◆ EXERCISE INSTRUCTIONS ◆
Repeat word for word every line of the data below, from the first through the line containing "and HTTP transports", and stop there.

BEGIN MATERIAL FOR THIS EXERCISE

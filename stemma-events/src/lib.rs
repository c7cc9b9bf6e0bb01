//! Stemma Events - Run Tracking and Lineage Emission
//!
//! This crate turns orchestrator lifecycle callbacks into structured lineage
//! events describing what ran, when, with what inputs and outputs, and with
//! what column-level data flow.
//!
//! # Architecture
//!
//! ```text
//! orchestrator callback
//!        │
//!        ▼
//!   RunTracker ──► datasets ──► lineage walker
//!        │
//!        ▼
//!  LineageEmitter ──► EventSink (console / http)
//! ```
//!
//! - [`RunTracker`]: the state machine correlating start/update/stop
//!   callbacks into START/COMPLETE/FAIL event triples
//! - [`column_lineage`]: best-effort column-level lineage extraction
//! - [`output_dataset`] / [`input_datasets`]: facet-annotated dataset records
//! - [`LineageEmitter`]: assembles and delivers the three event shapes
//! - [`EventSink`]: the delivery boundary, with console and HTTP transports
//! - [`PipelineObserver`]: explicit pass-through to a host's own progress
//!   reporting
//! - [`install`]: optional process-wide configuration with an idempotent
//!   init check

mod datasets;
mod emitter;
mod install;
mod lineage;
mod observer;
mod sink;
mod tracker;

pub use datasets::{input_datasets, output_dataset, schema_facet, table_name};
pub use emitter::LineageEmitter;
pub use install::{install, install_from_env, installed_config, is_installed};
pub use lineage::column_lineage;
pub use observer::PipelineObserver;
pub use sink::{sink_for, ConsoleSink, EventSink, FailingSink, HttpSink, RecordingSink};
pub use tracker::RunTracker;

// Re-export core types for convenience
pub use stemma_core::{
    ColumnDef, ColumnGraphProvider, EntityDescriptor, ExecutionStats, ExprNode, QualifiedName,
    RunEvent, RunId, RunState, SinkConfig, SinkError, StemmaError, StemmaResult, TableRef,
    UpdateOutcome,
};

END MATERIAL FOR THIS EXERCISE

◆ EXERCISE ANSWER ◆
filename stemma-events/src/lib.rs
repository c7cc9b9bf6e0bb01
//! Stemma Events - Run Tracking and Lineage Emission
//!
//! This crate turns orchestrator lifecycle callbacks into structured lineage
//! events describing what ran, when, with what inputs and outputs, and with
//! what column-level data flow.
//!
//! # Architecture
//!
//! ```text
//! orchestrator callback
//!        │
//!        ▼
//!   RunTracker ──► datasets ──► lineage walker
//!        │
//!        ▼
//!  LineageEmitter ──► EventSink (console / http)
//! ```
//!
//! - [`RunTracker`]: the state machine correlating start/update/stop
//!   callbacks into START/COMPLETE/FAIL event triples
//! - [`column_lineage`]: best-effort column-level lineage extraction
//! - [`output_dataset`] / [`input_datasets`]: facet-annotated dataset records
//! - [`LineageEmitter`]: assembles and delivers the three event shapes
//! - [`EventSink`]: the delivery boundary, with console and HTTP transports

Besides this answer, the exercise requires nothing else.